The teachings of Wang Yangming form the basis of what became known as “The Learning of the Mind” (xin xue 心學), one of the two leading schools of thought in the history of Neo-Confucianism, which dominated Chinese philosophy for over a thousand years. Wang’s philosophy also greatly influenced the development of Confucian thought in Japan and Korea.

Almost all accounts of Wang Yangming’s philosophy interpret his central concept of siyu 私欲 as “selfishness,” which usually means to be almost exclusively or excessively concerned with one’s own desires in contrast to others. A different interpretation of siyu is in terms of “self-centeredness,” which means to view the world excessively and exclusively from one’s own point of view and to view oneself as distinctly separate from other persons and things. This paper argues that while Wang employed both senses of “siyu” and at times conflated them and while there is some overlap between the two senses, a more accurate and revealing interpretation of Wang’s use of “siyu” is “self‐centeredness.” One of the main goals in Wang’s model of moral cultivation was to attain a state devoid of self‐centered desires. Wang relied a great deal on the exercise and cultivation of an emotional identification and feeling of oneness with others. This was taken to such an extreme degree as to include experiencing an interpersonal unity with the entirety of Heaven and Earth. This is a state of oneness in which the conception of self and other are merged to a significant degree. These experiential states of oneness are causally responsible for motivating moral behavior. In relating Wang’s insights on oneness to modern debates in moral psychology, this paper draws on the empirical research of Robert Cialdini, C. Daniel Batson, and Arthur and Elaine Aron, among others.

In this paper, I first provide a brief summary of the role of Wang’s concept of “siyu” in his moral psychology. I then examine key passages in Wang’s writings that reveal his nuanced understanding of “siyu” and, along the way, I draw on empirical research in psychology to help illuminate the significance of Wang’s view of “siyu” to his overall model of moral cultivation.
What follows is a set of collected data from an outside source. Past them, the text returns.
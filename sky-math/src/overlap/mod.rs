//! Exact overlap area between spherical quadrilaterals
//!
//! The subject quad is clipped against every great-circle edge of the clip
//! quad, and the solid angle of what remains is summed as a triangle fan.
//! Both quads are given as four (longitude, latitude) vertices in radians.

mod area;
mod clip;

use nalgebra::Vector3;
use thiserror::Error;

pub use area::spherical_polygon_area;
use area::signed_polygon_area;
use clip::clip_polygon;

/// Errors that can occur while computing spherical overlaps
#[derive(Error, Debug, Clone, PartialEq)]
pub enum GeometryError {
    #[error("Non-finite vertex ({lon}, {lat}) in spherical quad")]
    NonFiniteVertex { lon: f64, lat: f64 },
}

/// How an overlap result was obtained
#[derive(Debug, Clone, Copy, PartialEq, Eq)]
pub enum OverlapStatus {
    /// The quads share a region of positive or numerically zero area
    Intersecting,
    /// Clipping removed every vertex of the subject quad
    Disjoint,
    /// The clip quad has no orientable area (collapsed or collinear vertices)
    Degenerate,
}

/// Area of intersection in steradians, with the status of the computation
#[derive(Debug, Clone, Copy, PartialEq)]
pub struct Overlap {
    pub area: f64,
    pub status: OverlapStatus,
}

impl Overlap {
    fn empty(status: OverlapStatus) -> Self {
        Self { area: 0.0, status }
    }
}

/// Source of spherical quad intersection areas.
///
/// Implementations must be pure: the reprojection engine calls them
/// concurrently from many worker threads.
pub trait OverlapArea: Send + Sync {
    /// Area shared by quad A and quad B, vertices in radians.
    ///
    /// Quad B must be convex. Either winding is accepted for both quads.
    fn overlap(
        &self,
        a_lon: &[f64; 4],
        a_lat: &[f64; 4],
        b_lon: &[f64; 4],
        b_lat: &[f64; 4],
    ) -> Result<Overlap, GeometryError>;
}

/// Default overlap primitive backed by [`spherical_quad_overlap`]
#[derive(Debug, Clone, Copy, Default)]
pub struct SphericalPolygonOverlap;

impl OverlapArea for SphericalPolygonOverlap {
    fn overlap(
        &self,
        a_lon: &[f64; 4],
        a_lat: &[f64; 4],
        b_lon: &[f64; 4],
        b_lat: &[f64; 4],
    ) -> Result<Overlap, GeometryError> {
        spherical_quad_overlap(a_lon, a_lat, b_lon, b_lat)
    }
}

/// Convert a (longitude, latitude) pair in radians to a unit vector
pub fn lonlat_to_unit(lon: f64, lat: f64) -> Vector3<f64> {
    let (sin_lat, cos_lat) = lat.sin_cos();
    let (sin_lon, cos_lon) = lon.sin_cos();
    Vector3::new(cos_lat * cos_lon, cos_lat * sin_lon, sin_lat)
}

fn quad_vertices(lon: &[f64; 4], lat: &[f64; 4]) -> Result<[Vector3<f64>; 4], GeometryError> {
    let mut vertices = [Vector3::zeros(); 4];
    for (k, vertex) in vertices.iter_mut().enumerate() {
        if !lon[k].is_finite() || !lat[k].is_finite() {
            return Err(GeometryError::NonFiniteVertex {
                lon: lon[k],
                lat: lat[k],
            });
        }
        *vertex = lonlat_to_unit(lon[k], lat[k]);
    }
    Ok(vertices)
}

/// Compute the solid angle shared by two spherical quadrilaterals.
///
/// # Arguments
/// * `a_lon`, `a_lat` - Vertices of the subject quad in radians
/// * `b_lon`, `b_lat` - Vertices of the (convex) clip quad in radians
///
/// # Returns
/// * `Ok(Overlap)` - Intersection area in steradians and how it was obtained
/// * `Err(GeometryError::NonFiniteVertex)` - If any vertex is NaN or infinite
///
/// Calling with the same quad twice yields that quad's own area, which is how
/// callers turn a raw intersection into a coverage fraction.
pub fn spherical_quad_overlap(
    a_lon: &[f64; 4],
    a_lat: &[f64; 4],
    b_lon: &[f64; 4],
    b_lat: &[f64; 4],
) -> Result<Overlap, GeometryError> {
    let subject = quad_vertices(a_lon, a_lat)?;
    let clip = quad_vertices(b_lon, b_lat)?;

    let clip_area = signed_polygon_area(&clip);
    if clip_area == 0.0 || !clip_area.is_finite() {
        return Ok(Overlap::empty(OverlapStatus::Degenerate));
    }

    let clipped = clip_polygon(&subject, &clip, clip_area.signum());
    if clipped.len() < 3 {
        return Ok(Overlap::empty(OverlapStatus::Disjoint));
    }

    Ok(Overlap {
        area: spherical_polygon_area(&clipped),
        status: OverlapStatus::Intersecting,
    })
}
“Siyu” in the Moral Psychology of Wang Yangming

Much of Wang Yangming’s moral psychology hinges on his teaching regarding the liangzhi (“pure knowing”), which for him is the innate fully formed cognitive-affective-volitional faculty that enables one to know the li 理 (commonly translated as “principle”) of the mind and universe.[1] Li 理 refer to the way a thing or state of affairs ought to be. When things or states of affairs are not in accord with li, they are deemed deviant. Every thing possesses all the li of the universe within it. In human beings, the li exist complete in the mind (xin 心). For Wang, though, the mind not only contains li, the mind is itself li and operates as the knowing, conscious mode of li.[2]
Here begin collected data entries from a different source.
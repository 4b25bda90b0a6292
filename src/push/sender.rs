//! The downstream send capability and its error taxonomy.
//!
//! The queue depends on a send operation but does not define one: production
//! code wraps the messaging provider's SDK, tests use scripted fakes. Errors
//! are categorized for retry decisions:
//!
//! - **Transient** errors (network hiccups, provider 5xx, rate limits) are
//!   retried with backoff.
//! - **Permanent** errors (unregistered device token, malformed payload) are
//!   dropped immediately; retrying them would fail identically.

use std::fmt;
use std::future::Future;
use thiserror::Error;

use super::message::PushMessage;

/// The kind of send failure, categorized for retry decisions.
#[derive(Debug, Clone, Copy, PartialEq, Eq, Default)]
pub enum SendErrorKind {
    /// Safe to retry with backoff. The default: a provider that does not
    /// classify its failures gets every error retried, matching the
    /// behavior of treating all rejections alike.
    #[default]
    Transient,

    /// Retrying would fail identically; drop the message without backoff.
    Permanent,
}

impl SendErrorKind {
    /// Returns true if a failure of this kind should be retried.
    pub fn is_retriable(&self) -> bool {
        matches!(self, SendErrorKind::Transient)
    }
}

/// A failure reported by the downstream messaging provider.
#[derive(Debug, Error)]
pub struct SendError {
    /// The kind of error (transient or permanent).
    pub kind: SendErrorKind,

    /// A human-readable description of the failure.
    pub message: String,

    /// The underlying provider error, if available.
    #[source]
    pub source: Option<Box<dyn std::error::Error + Send + Sync>>,
}

impl fmt::Display for SendError {
    fn fmt(&self, f: &mut fmt::Formatter<'_>) -> fmt::Result {
        match self.kind {
            SendErrorKind::Transient => write!(f, "transient send failure: {}", self.message),
            SendErrorKind::Permanent => write!(f, "permanent send failure: {}", self.message),
        }
    }
}

impl SendError {
    /// Creates a transient (retriable) error.
    pub fn transient(message: impl Into<String>) -> Self {
        SendError {
            kind: SendErrorKind::Transient,
            message: message.into(),
            source: None,
        }
    }

    /// Creates a permanent (non-retriable) error.
    pub fn permanent(message: impl Into<String>) -> Self {
        SendError {
            kind: SendErrorKind::Permanent,
            message: message.into(),
            source: None,
        }
    }

    /// Attaches the underlying provider error.
    pub fn with_source(mut self, source: impl std::error::Error + Send + Sync + 'static) -> Self {
        self.source = Some(Box::new(source));
        self
    }
}

/// The capability of sending a push message to the downstream provider.
///
/// Exactly one send attempt per call; the queue owns all retry behavior.
///
/// # Example (scripted fake for testing)
///
/// ```ignore
/// struct AlwaysOk;
///
/// impl PushSender for AlwaysOk {
///     async fn send(&self, _message: &PushMessage) -> Result<(), SendError> {
///         Ok(())
///     }
/// }
/// ```
pub trait PushSender {
    /// Attempts to deliver one message, resolving on provider acknowledgement.
    fn send(&self, message: &PushMessage) -> impl Future<Output = Result<(), SendError>> + Send;
}
//! Schedule slot records: individual scheduled crossings on a route.

use chrono::{DateTime, Utc};
use serde::{Deserialize, Serialize};

/// A single scheduled ferry departure on a departing/arriving terminal pair.
#[derive(Debug, Clone, PartialEq, Serialize, Deserialize)]
#[serde(rename_all = "camelCase")]
pub struct Slot {
    /// Scheduled departure time. Route reads are ordered ascending by this.
    pub departure_time: DateTime<Utc>,

    /// Vehicle space counts for this sailing. Absent when the upstream
    /// capacity feed has no data for the sailing yet.
    #[serde(default)]
    pub capacity: Option<SlotCapacity>,

    /// Whether the sailing has been cancelled.
    #[serde(default)]
    pub cancelled: bool,

    /// Minutes behind schedule as estimated by the upstream feed.
    /// Zero when on time; negative values (early departures) do occur.
    #[serde(default)]
    pub delay_minutes: i64,
}

impl Slot {
    /// Best estimate of the actual departure time: the scheduled time
    /// shifted by the reported delay.
    pub fn estimated_departure(&self) -> DateTime<Utc> {
        self.departure_time + chrono::Duration::minutes(self.delay_minutes)
    }
}

/// Vehicle space counts for a single sailing.
#[derive(Debug, Clone, Copy, PartialEq, Eq, Serialize, Deserialize)]
#[serde(rename_all = "camelCase")]
pub struct SlotCapacity {
    /// Total vehicle spaces on the sailing.
    pub total_spaces: u32,

    /// Spaces remaining for drive-up traffic.
    pub drive_up_spaces: u32,

    /// Spaces remaining in the reservation pool.
    pub reservable_spaces: u32,
}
At birth, we are endowed with this complete and perfect mind. Wang refers to this as the “mind in its original state” (xinzhibenti 心之本體) or the “original mind” (benxin 本心). The liangzhi operates as a cognitive-affective-volitional faculty that discerns flawlessly, naturally, and spontaneously between right and wrong, generating inerrant cognitive, affective, and volitional responses.

If our liangzhi is an infallible moral guide, how does Wang account for the bad moral choices we often seem to make? In line with the rest of the Neo-Confucian tradition, Wang explains moral wrong by invoking the concept of qi 氣 (variously translated as “material force,” “vital energy,” or “lively matter”).[3] Qi is the psychophysical stuff of which the universe is made. It exists in various grades of purity. For Wang and most Neo-Confucians, everything that exists is constituted by a combination of li and qi. Although all things possess all the li of the universe complete within them, because of the impurity of the qi of which they are composed, some li are obstructed, thereby accounting for the differences between things.[4] According to many Neo-Confucians, the high degree of clarity of the qi of human beings enables us to purify our qi endowments, which would eventually allow all the li within us, or more accurately, within our minds to shine forth. In turn, our pure and clear minds would be able to apprehend immediately and effortlessly the li in the external world.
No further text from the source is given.